Tokyo has adopted an anti-discrimination ordinance to help protect the LGBT community.

The move, aimed at tackling hate speech ahead of the 2020 Olympic Games, was approved by the Tokyo Metropolitan Assembly and will come into effect in April.

As part of the ordinance, Tokyo will regulate the use of public spaces, such as city parks, to prevent anti-LGBT groups from promoting discriminatory rhetoric.

It will also improve access for same-sex couples in situations such as hospital visits.

Earlier this year, a Japanese MP sparked a backlash after writing that same-sex relationships will lead people to marry their pets and eventually destroy society.

Mio Sugita, a lawmaker for the ruling Liberal Democratic Party who sits in the House of Representatives, made the comments in an article called: “The level of support for ‘LGBT’ is too high.”
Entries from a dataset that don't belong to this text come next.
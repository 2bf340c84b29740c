// src/fetch/mod.rs
// =============================================================================
// The boundary between the crawl and the network.
//
// The crawl only needs "GET this URL, follow redirects, tell me where you
// ended up and what came back". Keeping that behind a trait lets the crawl
// tests run against an in-memory site instead of the internet.
//
// Submodules:
// - http: the reqwest-backed implementation used by the binary
// =============================================================================

mod http;

pub use http::HttpFetcher;

use crate::error::CloneError;
use async_trait::async_trait;
use encoding_rs::{Encoding, UTF_8};
use reqwest::header::HeaderMap;
use url::Url;

/// The outcome of one GET, after redirects were followed.
#[derive(Debug, Clone)]
pub struct PageResult {
    /// Where the request ended up; relative links resolve against this
    pub final_url: Url,
    pub status: u16,
    pub content_type: Option<String>,
    pub headers: HeaderMap,
    pub body: Vec<u8>,
}

impl PageResult {
    pub fn is_success(&self) -> bool {
        (200..300).contains(&self.status)
    }

    // The media type without parameters, lowercased ("text/html; charset=utf-8" -> "text/html")
    pub fn media_type(&self) -> Option<String> {
        self.content_type.as_deref().map(|value| {
            value
                .split(';')
                .next()
                .unwrap_or("")
                .trim()
                .to_ascii_lowercase()
        })
    }

    // The charset parameter of the content type, if present
    pub fn charset(&self) -> Option<&str> {
        self.content_type.as_deref()?.split(';').skip(1).find_map(|param| {
            let (name, value) = param.split_once('=')?;
            if name.trim().eq_ignore_ascii_case("charset") {
                Some(value.trim().trim_matches('"'))
            } else {
                None
            }
        })
    }

    // Text encoding of the body: the declared charset, UTF-8 when absent or unknown
    pub fn encoding(&self) -> &'static Encoding {
        self.charset()
            .and_then(|label| Encoding::for_label(label.as_bytes()))
            .unwrap_or(UTF_8)
    }
}

#[async_trait]
pub trait Fetcher: Send + Sync {
    // Returns Ok for any HTTP status; Err only when no response was received
    async fn fetch(&self, url: &Url) -> Result<PageResult, CloneError>;
}

#[cfg(test)]
mod tests {
    use super::*;

    fn page(content_type: Option<&str>) -> PageResult {
        PageResult {
            final_url: Url::parse("http://example.com/").unwrap(),
            status: 200,
            content_type: content_type.map(str::to_string),
            headers: HeaderMap::new(),
            body: Vec::new(),
        }
    }

    #[test]
    fn test_media_type_and_charset() {
        let latin = page(Some("Text/HTML; Charset=\"ISO-8859-1\""));
        assert_eq!(latin.media_type().as_deref(), Some("text/html"));
        assert_eq!(latin.charset(), Some("ISO-8859-1"));
        assert_eq!(latin.encoding(), encoding_rs::WINDOWS_1252);

        assert_eq!(page(Some("text/css")).encoding(), UTF_8);
        assert_eq!(page(Some("text/html; charset=bogus")).encoding(), UTF_8);
        assert_eq!(page(None).charset(), None);
    }
}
Sugita is in her second term (Mio Sugita/Facebook)

Japan is relatively accepting of LGBT people compared to other Asian countries, with eight cities and city wards including Fukuoka and Sapporo having legally recognised same-sex unions.
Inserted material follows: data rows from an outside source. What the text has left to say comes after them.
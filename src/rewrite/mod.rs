// src/rewrite/mod.rs
// =============================================================================
// Link rewriting shared by the HTML and CSS passes.
//
// Every outbound reference goes through decide():
// - anchor on a no-follow page -> absolute live URL, never queued
// - no http(s) host after resolving against the page URL -> untouched
// - host differs from the site's root host and external fetching is off -> untouched
// - otherwise -> path of the mirrored file, reported as discovered
//
// Submodules:
// - html: rewrites a/link/script/img attributes on the parsed document
// - css: rewrites url() and @import references in a stylesheet
// - stylesheet: the CSS rule scanner used by css
// =============================================================================

mod css;
mod html;
mod stylesheet;

pub use css::rewrite_css;
pub use html::rewrite_html;

use crate::crawl::FrontierEntry;
use crate::link::{self, to_local_path, CanonicalUrl, LinkStyle, LocalPath};
use std::path::PathBuf;
use tracing::debug;
use url::Url;

/// Crawl-wide settings the rewriter needs.
#[derive(Debug, Clone)]
pub struct RewritePolicy {
    pub root_dir: PathBuf,
    pub follow_external: bool,
    pub fetch_static: bool,
    pub link_style: LinkStyle,
}

/// Per-page state for one rewrite pass.
#[derive(Debug, Clone)]
pub struct RewriteContext {
    /// Final URL of the page after redirects; relative references resolve against it
    pub base: Url,
    pub page: CanonicalUrl,
    /// Where the page itself will be written
    pub local_path: LocalPath,
    /// The page is off the site: reached as an external reference, or
    /// landed on by a redirect
    pub no_follow: bool,
    /// Host of the site being mirrored
    pub root_host: String,
}

impl RewriteContext {
    pub fn new(
        base: Url,
        page: CanonicalUrl,
        no_follow: bool,
        root_host: &str,
        policy: &RewritePolicy,
    ) -> Self {
        let local_path = to_local_path(&page, &policy.root_dir);
        RewriteContext {
            base,
            page,
            local_path,
            no_follow,
            root_host: root_host.to_string(),
        }
    }
}

#[derive(Debug, Clone, Copy, PartialEq, Eq)]
pub(crate) enum ReferenceKind {
    /// `<a href>`: navigation, subject to no-follow
    Anchor,
    /// Everything else: stylesheets, scripts, images, CSS url()
    Resource,
}

#[derive(Debug, Clone, PartialEq, Eq)]
pub(crate) enum Decision {
    Keep,
    Absolute(String),
    Local {
        href: String,
        discovered: FrontierEntry,
    },
}

pub(crate) fn decide(
    raw: &str,
    kind: ReferenceKind,
    ctx: &RewriteContext,
    policy: &RewritePolicy,
) -> Decision {
    if kind == ReferenceKind::Anchor && ctx.no_follow {
        return match link::resolve(raw, &ctx.base) {
            Ok(absolute) => Decision::Absolute(absolute.to_string()),
            Err(_) => Decision::Keep,
        };
    }

    let target = match link::canonicalize(raw, &ctx.base) {
        Ok(target) => target,
        Err(err) => {
            debug!(reference = raw, error = %err, "ignoring reference");
            return Decision::Keep;
        }
    };

    let is_external = target.host() != ctx.root_host;
    if is_external && !policy.follow_external {
        return Decision::Keep;
    }

    let mut href = to_local_path(&target, &policy.root_dir)
        .href_from(&ctx.local_path.directory, policy.link_style);
    let fragment = link::resolve(raw, &ctx.base)
        .ok()
        .and_then(|url| url.fragment().map(str::to_string));
    if let Some(fragment) = fragment {
        href.push('#');
        href.push_str(&fragment);
    }

    Decision::Local {
        href,
        discovered: FrontierEntry {
            url: target,
            no_follow: is_external,
        },
    }
}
Authorities have also started to introduce genderless uniforms into schools across the country, but this gradual progress has attracted criticism from Sugita, who asked: “Why can’t we just stick to two sexes – male and female?”

She also argued against gay people benefiting from public spending, according to The Japan Times.

The 51-year-old politician, who is in her second term, said the government shouldn’t use taxpayers’ money to support same-sex couples because “these men and women don’t bear children — in other words, they are ‘unproductive’.”


A couple in wedding attire take part in the Tokyo Rainbow Pride Parade in Tokyo (Tomohiro Ohsumi/Getty Images)

Sugita also warned that giving even broader legal recognition to gay partners would lead to people engaging in bestiality and incest.

“If we recognise different sexual interests, then it will lead to calls for allowing marriage between siblings, marriages between parents and children, or even marriages to pets or machinery,” she wrote, according to The Mainichi.

The country is taking steps to improve LGBT rights, however.

Since April, same-sex couples living in Fukuoka, a Japanese city of 1.5 million people have been able to have their partnerships recognised by law, after the local government began officially handing out partnership certificates.

Last year, Sapporo became the first major city in Japan to issue official partnership vow papers to those who wish to enter a legal same-sex union.